### Exercise details:
Return every line below in which "carry" appears.

### Record excerpts:
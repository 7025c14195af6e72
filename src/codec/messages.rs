//! Typed payloads for every message kind the client sends or handles.
//!
//! Requests have an `encode()` producing the TLV payload. Responses and
//! events have a best-effort `decode()`; they also carry `encode()` so an
//! in-process peer (tests, tooling) can speak the same wire format.
//! Optional fields are omitted from the wire when they hold their default.

use bytes::Bytes;

use super::{PayloadDecoder, PayloadEncoder};
use crate::protocol::{msg_type, tags, Frame, PROTOCOL_MAJOR, PROTOCOL_MINOR};

/// Heartbeat interval assumed when WELCOME does not carry one.
pub const DEFAULT_HEARTBEAT_MS: u32 = 5000;

/// Default window size for new figures.
pub const DEFAULT_FIGURE_WIDTH: u32 = 1280;
pub const DEFAULT_FIGURE_HEIGHT: u32 = 720;

/// Walk every field of `payload`, handing each to `f`.
fn for_each_field<'a>(payload: &'a [u8], mut f: impl FnMut(&PayloadDecoder<'a>)) {
    let mut dec = PayloadDecoder::new(payload);
    while dec.next() {
        f(&dec);
    }
}

/// Payload holding a single figure id. Used by destroy, close and anim stop.
pub fn encode_figure_id(figure_id: u64) -> Bytes {
    let mut enc = PayloadEncoder::with_capacity(13);
    enc.put_u64(tags::FIGURE_ID, figure_id);
    enc.take()
}

/// First FIGURE_ID field of a payload, or 0.
pub fn decode_figure_id(payload: &[u8]) -> u64 {
    let mut figure_id = 0;
    let mut seen = false;
    for_each_field(payload, |dec| {
        if !seen && dec.tag() == tags::FIGURE_ID {
            figure_id = dec.as_u64();
            seen = true;
        }
    });
    figure_id
}

// ============================================================================
// Handshake
// ============================================================================

/// Client identity sent as the first message on a connection.
#[derive(Debug, Clone, PartialEq, Eq)]
pub struct Hello {
    pub protocol_major: u16,
    pub protocol_minor: u16,
    pub build: String,
    pub capabilities: u32,
    pub client_type: String,
}

impl Hello {
    pub fn new(client_type: impl Into<String>, build: impl Into<String>) -> Self {
        Self {
            protocol_major: PROTOCOL_MAJOR,
            protocol_minor: PROTOCOL_MINOR,
            build: build.into(),
            capabilities: 0,
            client_type: client_type.into(),
        }
    }

    pub fn encode(&self) -> Bytes {
        let mut enc = PayloadEncoder::new();
        enc.put_u16(tags::PROTOCOL_MAJOR, self.protocol_major)
            .put_u16(tags::PROTOCOL_MINOR, self.protocol_minor)
            .put_string(tags::AGENT_BUILD, &self.build)
            .put_u32(tags::CAPABILITIES, self.capabilities)
            .put_string(tags::CLIENT_TYPE, &self.client_type);
        enc.take()
    }

    pub fn decode(payload: &[u8]) -> Self {
        let mut hello = Self {
            protocol_major: 0,
            protocol_minor: 0,
            build: String::new(),
            capabilities: 0,
            client_type: String::new(),
        };
        for_each_field(payload, |dec| match dec.tag() {
            tags::PROTOCOL_MAJOR => hello.protocol_major = dec.as_u16(),
            tags::PROTOCOL_MINOR => hello.protocol_minor = dec.as_u16(),
            tags::AGENT_BUILD => hello.build = dec.as_string(),
            tags::CAPABILITIES => hello.capabilities = dec.as_u32(),
            tags::CLIENT_TYPE => hello.client_type = dec.as_string(),
            _ => {}
        });
        hello
    }
}

/// Daemon's handshake reply.
#[derive(Debug, Clone, PartialEq, Eq)]
pub struct Welcome {
    pub session_id: u64,
    pub window_id: u64,
    pub process_id: u64,
    pub heartbeat_ms: u32,
    pub mode: String,
}

impl Default for Welcome {
    fn default() -> Self {
        Self {
            session_id: 0,
            window_id: 0,
            process_id: 0,
            heartbeat_ms: DEFAULT_HEARTBEAT_MS,
            mode: String::new(),
        }
    }
}

impl Welcome {
    pub fn encode(&self) -> Bytes {
        let mut enc = PayloadEncoder::new();
        enc.put_u64(tags::SESSION_ID, self.session_id)
            .put_u64(tags::WINDOW_ID, self.window_id)
            .put_u64(tags::PROCESS_ID, self.process_id)
            .put_u32(tags::HEARTBEAT_MS, self.heartbeat_ms)
            .put_string(tags::MODE, &self.mode);
        enc.take()
    }

    pub fn decode(payload: &[u8]) -> Self {
        let mut welcome = Self::default();
        for_each_field(payload, |dec| match dec.tag() {
            tags::SESSION_ID => welcome.session_id = dec.as_u64(),
            tags::WINDOW_ID => welcome.window_id = dec.as_u64(),
            tags::PROCESS_ID => welcome.process_id = dec.as_u64(),
            tags::HEARTBEAT_MS => welcome.heartbeat_ms = dec.as_u32(),
            tags::MODE => welcome.mode = dec.as_string(),
            _ => {}
        });
        welcome
    }
}

// ============================================================================
// Figure structure
// ============================================================================

#[derive(Debug, Clone, PartialEq, Eq)]
pub struct CreateFigure {
    pub title: String,
    pub width: u32,
    pub height: u32,
}

impl Default for CreateFigure {
    fn default() -> Self {
        Self {
            title: String::new(),
            width: DEFAULT_FIGURE_WIDTH,
            height: DEFAULT_FIGURE_HEIGHT,
        }
    }
}

impl CreateFigure {
    pub fn new(title: impl Into<String>, width: u32, height: u32) -> Self {
        Self {
            title: title.into(),
            width,
            height,
        }
    }

    pub fn encode(&self) -> Bytes {
        let mut enc = PayloadEncoder::new();
        enc.put_string(tags::TITLE, &self.title)
            .put_u32(tags::WIDTH, self.width)
            .put_u32(tags::HEIGHT, self.height);
        enc.take()
    }

    pub fn decode(payload: &[u8]) -> Self {
        let mut req = Self::default();
        for_each_field(payload, |dec| match dec.tag() {
            tags::TITLE => req.title = dec.as_string(),
            tags::WIDTH => req.width = dec.as_u32(),
            tags::HEIGHT => req.height = dec.as_u32(),
            _ => {}
        });
        req
    }
}

/// Subplot in a `rows × cols` grid. `index` is 1-based.
#[derive(Debug, Clone, Copy, PartialEq, Eq)]
pub struct CreateAxes {
    pub figure_id: u64,
    pub rows: u32,
    pub cols: u32,
    pub index: u32,
    pub is_3d: bool,
}

impl CreateAxes {
    pub fn encode(&self) -> Bytes {
        let mut enc = PayloadEncoder::new();
        enc.put_u64(tags::FIGURE_ID, self.figure_id)
            .put_u32(tags::GRID_ROWS, self.rows)
            .put_u32(tags::GRID_COLS, self.cols)
            .put_u32(tags::GRID_INDEX, self.index);
        if self.is_3d {
            enc.put_bool(tags::IS_3D, true);
        }
        enc.take()
    }

    pub fn decode(payload: &[u8]) -> Self {
        let mut req = Self {
            figure_id: 0,
            rows: 0,
            cols: 0,
            index: 0,
            is_3d: false,
        };
        for_each_field(payload, |dec| match dec.tag() {
            tags::FIGURE_ID => req.figure_id = dec.as_u64(),
            tags::GRID_ROWS => req.rows = dec.as_u32(),
            tags::GRID_COLS => req.cols = dec.as_u32(),
            tags::GRID_INDEX => req.index = dec.as_u32(),
            tags::IS_3D => req.is_3d = dec.as_bool(),
            _ => {}
        });
        req
    }
}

### Result:
//! events have a best-effort `decode()`; they also carry `encode()` so an
/// Heartbeat interval assumed when WELCOME does not carry one.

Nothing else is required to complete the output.